Which lines in the records below contain the word "OptimisticExecutor"? Return each of them.
----------------
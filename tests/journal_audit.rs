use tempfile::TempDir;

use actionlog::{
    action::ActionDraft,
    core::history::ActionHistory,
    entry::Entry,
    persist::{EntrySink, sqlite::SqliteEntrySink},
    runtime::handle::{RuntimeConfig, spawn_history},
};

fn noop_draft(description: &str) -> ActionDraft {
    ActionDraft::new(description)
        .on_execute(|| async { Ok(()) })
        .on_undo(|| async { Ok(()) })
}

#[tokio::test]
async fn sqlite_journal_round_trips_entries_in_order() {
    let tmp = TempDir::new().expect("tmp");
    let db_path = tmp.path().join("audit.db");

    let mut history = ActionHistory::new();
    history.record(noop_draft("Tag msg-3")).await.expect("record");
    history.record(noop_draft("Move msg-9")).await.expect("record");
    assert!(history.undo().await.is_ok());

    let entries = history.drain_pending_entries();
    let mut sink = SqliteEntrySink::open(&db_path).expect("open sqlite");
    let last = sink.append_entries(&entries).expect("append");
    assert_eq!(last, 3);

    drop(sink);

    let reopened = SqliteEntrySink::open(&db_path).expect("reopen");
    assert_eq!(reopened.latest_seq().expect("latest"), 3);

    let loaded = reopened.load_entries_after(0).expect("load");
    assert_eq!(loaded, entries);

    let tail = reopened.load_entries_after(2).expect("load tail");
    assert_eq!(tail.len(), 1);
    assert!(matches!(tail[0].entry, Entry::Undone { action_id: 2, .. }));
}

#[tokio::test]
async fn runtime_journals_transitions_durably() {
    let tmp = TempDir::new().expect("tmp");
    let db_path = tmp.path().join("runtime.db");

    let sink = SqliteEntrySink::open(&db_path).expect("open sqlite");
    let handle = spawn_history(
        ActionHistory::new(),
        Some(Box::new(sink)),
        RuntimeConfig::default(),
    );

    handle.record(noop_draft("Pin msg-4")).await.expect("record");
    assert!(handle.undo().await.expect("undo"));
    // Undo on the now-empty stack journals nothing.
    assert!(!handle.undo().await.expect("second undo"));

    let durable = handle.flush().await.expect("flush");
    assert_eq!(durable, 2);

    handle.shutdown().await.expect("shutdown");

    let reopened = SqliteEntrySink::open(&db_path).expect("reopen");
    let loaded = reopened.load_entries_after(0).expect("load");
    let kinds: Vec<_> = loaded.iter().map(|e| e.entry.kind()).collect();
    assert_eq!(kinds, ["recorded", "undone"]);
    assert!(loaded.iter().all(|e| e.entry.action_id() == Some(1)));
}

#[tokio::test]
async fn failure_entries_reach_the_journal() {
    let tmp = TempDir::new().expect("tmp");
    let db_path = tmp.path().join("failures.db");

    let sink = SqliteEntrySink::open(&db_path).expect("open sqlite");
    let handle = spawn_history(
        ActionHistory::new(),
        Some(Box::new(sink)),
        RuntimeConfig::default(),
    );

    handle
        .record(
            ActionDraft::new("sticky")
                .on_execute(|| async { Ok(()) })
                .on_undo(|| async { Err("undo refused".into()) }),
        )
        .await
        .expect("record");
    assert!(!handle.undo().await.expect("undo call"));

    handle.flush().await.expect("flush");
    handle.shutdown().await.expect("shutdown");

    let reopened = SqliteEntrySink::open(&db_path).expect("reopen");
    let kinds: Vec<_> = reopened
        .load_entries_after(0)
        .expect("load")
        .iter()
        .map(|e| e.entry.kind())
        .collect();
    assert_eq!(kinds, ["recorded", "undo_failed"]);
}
----------------
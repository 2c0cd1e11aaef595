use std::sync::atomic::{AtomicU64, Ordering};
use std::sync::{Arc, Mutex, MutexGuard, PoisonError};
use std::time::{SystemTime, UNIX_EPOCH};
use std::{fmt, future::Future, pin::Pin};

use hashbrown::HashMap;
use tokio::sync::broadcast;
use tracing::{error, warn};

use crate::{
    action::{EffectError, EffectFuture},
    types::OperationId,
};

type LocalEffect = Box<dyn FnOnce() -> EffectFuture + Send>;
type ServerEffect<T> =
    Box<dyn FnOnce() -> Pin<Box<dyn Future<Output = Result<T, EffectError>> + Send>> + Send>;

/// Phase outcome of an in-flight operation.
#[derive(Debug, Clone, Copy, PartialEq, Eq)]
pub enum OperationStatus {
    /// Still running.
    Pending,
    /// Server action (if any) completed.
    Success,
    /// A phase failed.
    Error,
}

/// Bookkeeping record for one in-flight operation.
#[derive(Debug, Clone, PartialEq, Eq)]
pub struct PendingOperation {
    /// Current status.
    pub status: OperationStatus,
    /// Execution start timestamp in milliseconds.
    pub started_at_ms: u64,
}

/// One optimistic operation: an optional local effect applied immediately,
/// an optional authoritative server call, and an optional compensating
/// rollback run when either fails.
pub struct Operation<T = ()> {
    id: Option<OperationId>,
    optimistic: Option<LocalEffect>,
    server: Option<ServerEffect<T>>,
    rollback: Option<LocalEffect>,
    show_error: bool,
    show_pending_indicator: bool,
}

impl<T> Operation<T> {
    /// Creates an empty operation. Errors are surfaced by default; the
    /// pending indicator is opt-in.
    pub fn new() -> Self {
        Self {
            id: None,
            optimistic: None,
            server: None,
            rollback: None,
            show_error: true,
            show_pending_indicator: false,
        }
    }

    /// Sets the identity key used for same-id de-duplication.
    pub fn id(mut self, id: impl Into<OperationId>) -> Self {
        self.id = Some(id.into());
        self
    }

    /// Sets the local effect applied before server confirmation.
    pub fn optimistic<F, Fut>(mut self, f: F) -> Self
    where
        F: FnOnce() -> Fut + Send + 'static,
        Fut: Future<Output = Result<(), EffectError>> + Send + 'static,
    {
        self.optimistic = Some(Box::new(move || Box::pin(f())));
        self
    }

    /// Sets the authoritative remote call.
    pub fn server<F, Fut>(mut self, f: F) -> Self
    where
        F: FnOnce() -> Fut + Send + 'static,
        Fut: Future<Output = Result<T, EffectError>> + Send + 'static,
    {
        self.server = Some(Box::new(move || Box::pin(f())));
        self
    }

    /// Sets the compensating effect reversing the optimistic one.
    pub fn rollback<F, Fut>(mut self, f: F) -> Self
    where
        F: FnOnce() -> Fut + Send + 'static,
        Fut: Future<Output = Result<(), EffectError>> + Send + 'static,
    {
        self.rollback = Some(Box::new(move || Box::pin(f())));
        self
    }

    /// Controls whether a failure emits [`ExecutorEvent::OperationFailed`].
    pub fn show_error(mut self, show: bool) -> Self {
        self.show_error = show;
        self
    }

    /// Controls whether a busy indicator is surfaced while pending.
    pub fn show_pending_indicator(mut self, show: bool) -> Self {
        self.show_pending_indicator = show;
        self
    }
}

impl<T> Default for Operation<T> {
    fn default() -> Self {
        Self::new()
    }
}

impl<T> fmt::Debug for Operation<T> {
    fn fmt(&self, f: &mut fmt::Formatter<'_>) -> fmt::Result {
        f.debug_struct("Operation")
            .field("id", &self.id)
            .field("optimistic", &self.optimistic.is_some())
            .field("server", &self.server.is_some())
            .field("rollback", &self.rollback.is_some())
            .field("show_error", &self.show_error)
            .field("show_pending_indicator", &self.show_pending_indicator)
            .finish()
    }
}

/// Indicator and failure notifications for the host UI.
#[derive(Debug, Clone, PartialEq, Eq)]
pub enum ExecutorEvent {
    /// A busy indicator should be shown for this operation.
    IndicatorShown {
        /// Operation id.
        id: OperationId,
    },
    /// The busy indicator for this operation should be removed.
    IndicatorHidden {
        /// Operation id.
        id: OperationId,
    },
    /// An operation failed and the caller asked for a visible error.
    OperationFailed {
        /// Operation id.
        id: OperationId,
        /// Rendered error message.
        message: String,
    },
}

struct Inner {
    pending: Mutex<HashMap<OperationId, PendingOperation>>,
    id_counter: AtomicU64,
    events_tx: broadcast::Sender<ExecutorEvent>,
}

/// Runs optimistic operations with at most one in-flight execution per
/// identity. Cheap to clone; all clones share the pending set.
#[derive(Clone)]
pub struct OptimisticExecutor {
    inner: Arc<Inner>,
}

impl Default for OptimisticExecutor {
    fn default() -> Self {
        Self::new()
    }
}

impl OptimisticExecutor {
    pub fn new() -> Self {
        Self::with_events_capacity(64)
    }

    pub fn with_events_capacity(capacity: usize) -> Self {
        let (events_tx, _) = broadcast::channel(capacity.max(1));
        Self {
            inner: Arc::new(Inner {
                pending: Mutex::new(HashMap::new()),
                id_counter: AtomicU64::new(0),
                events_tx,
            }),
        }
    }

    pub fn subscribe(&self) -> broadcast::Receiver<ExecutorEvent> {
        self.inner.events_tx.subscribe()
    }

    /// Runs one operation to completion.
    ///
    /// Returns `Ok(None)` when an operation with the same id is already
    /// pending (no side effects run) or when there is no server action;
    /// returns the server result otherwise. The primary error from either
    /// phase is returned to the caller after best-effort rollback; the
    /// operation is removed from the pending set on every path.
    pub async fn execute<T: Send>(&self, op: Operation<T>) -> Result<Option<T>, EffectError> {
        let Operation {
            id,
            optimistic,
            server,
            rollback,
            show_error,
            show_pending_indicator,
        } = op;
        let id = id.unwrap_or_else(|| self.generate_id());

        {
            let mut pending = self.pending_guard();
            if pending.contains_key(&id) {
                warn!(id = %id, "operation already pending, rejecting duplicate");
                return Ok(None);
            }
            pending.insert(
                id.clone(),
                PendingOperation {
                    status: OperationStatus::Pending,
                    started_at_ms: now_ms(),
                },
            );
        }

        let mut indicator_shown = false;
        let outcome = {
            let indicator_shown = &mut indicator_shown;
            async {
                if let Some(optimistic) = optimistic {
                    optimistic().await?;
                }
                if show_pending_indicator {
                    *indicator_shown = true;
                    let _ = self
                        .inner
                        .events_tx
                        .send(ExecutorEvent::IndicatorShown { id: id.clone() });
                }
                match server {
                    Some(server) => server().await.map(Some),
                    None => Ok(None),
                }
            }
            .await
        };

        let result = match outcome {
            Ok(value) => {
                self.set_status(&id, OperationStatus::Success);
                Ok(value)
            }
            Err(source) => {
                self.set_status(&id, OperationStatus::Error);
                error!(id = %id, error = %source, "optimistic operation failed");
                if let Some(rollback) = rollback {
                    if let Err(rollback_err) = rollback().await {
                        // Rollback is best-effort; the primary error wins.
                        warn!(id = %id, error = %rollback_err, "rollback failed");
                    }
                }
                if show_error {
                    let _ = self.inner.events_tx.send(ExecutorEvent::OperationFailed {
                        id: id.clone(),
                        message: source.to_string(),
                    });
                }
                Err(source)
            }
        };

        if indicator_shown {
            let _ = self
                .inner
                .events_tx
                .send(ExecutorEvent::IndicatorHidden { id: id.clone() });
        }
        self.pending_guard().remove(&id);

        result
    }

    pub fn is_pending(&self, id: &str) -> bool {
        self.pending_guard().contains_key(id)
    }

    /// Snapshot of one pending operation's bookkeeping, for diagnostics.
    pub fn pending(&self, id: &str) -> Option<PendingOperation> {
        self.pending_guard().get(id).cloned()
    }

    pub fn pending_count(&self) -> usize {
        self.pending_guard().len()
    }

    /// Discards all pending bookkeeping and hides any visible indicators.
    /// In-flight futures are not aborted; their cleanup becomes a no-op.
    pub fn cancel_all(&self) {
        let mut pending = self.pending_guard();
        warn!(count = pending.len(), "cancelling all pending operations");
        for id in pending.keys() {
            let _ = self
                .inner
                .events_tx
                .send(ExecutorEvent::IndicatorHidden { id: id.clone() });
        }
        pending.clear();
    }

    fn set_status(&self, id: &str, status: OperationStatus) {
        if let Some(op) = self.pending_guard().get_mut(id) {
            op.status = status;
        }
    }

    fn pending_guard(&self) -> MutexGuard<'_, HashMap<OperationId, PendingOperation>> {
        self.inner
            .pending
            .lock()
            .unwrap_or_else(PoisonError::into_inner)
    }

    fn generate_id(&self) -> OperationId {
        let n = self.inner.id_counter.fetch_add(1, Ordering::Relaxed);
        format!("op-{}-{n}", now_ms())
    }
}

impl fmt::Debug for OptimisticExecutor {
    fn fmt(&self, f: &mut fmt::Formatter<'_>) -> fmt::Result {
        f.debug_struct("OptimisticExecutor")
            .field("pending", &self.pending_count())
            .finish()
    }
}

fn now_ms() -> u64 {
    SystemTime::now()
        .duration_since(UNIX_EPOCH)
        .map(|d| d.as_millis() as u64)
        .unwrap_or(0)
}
----------------
RESPONSE –
pub struct OptimisticExecutor {
impl Default for OptimisticExecutor {
impl OptimisticExecutor {
impl fmt::Debug for OptimisticExecutor {
        f.debug_struct("OptimisticExecutor")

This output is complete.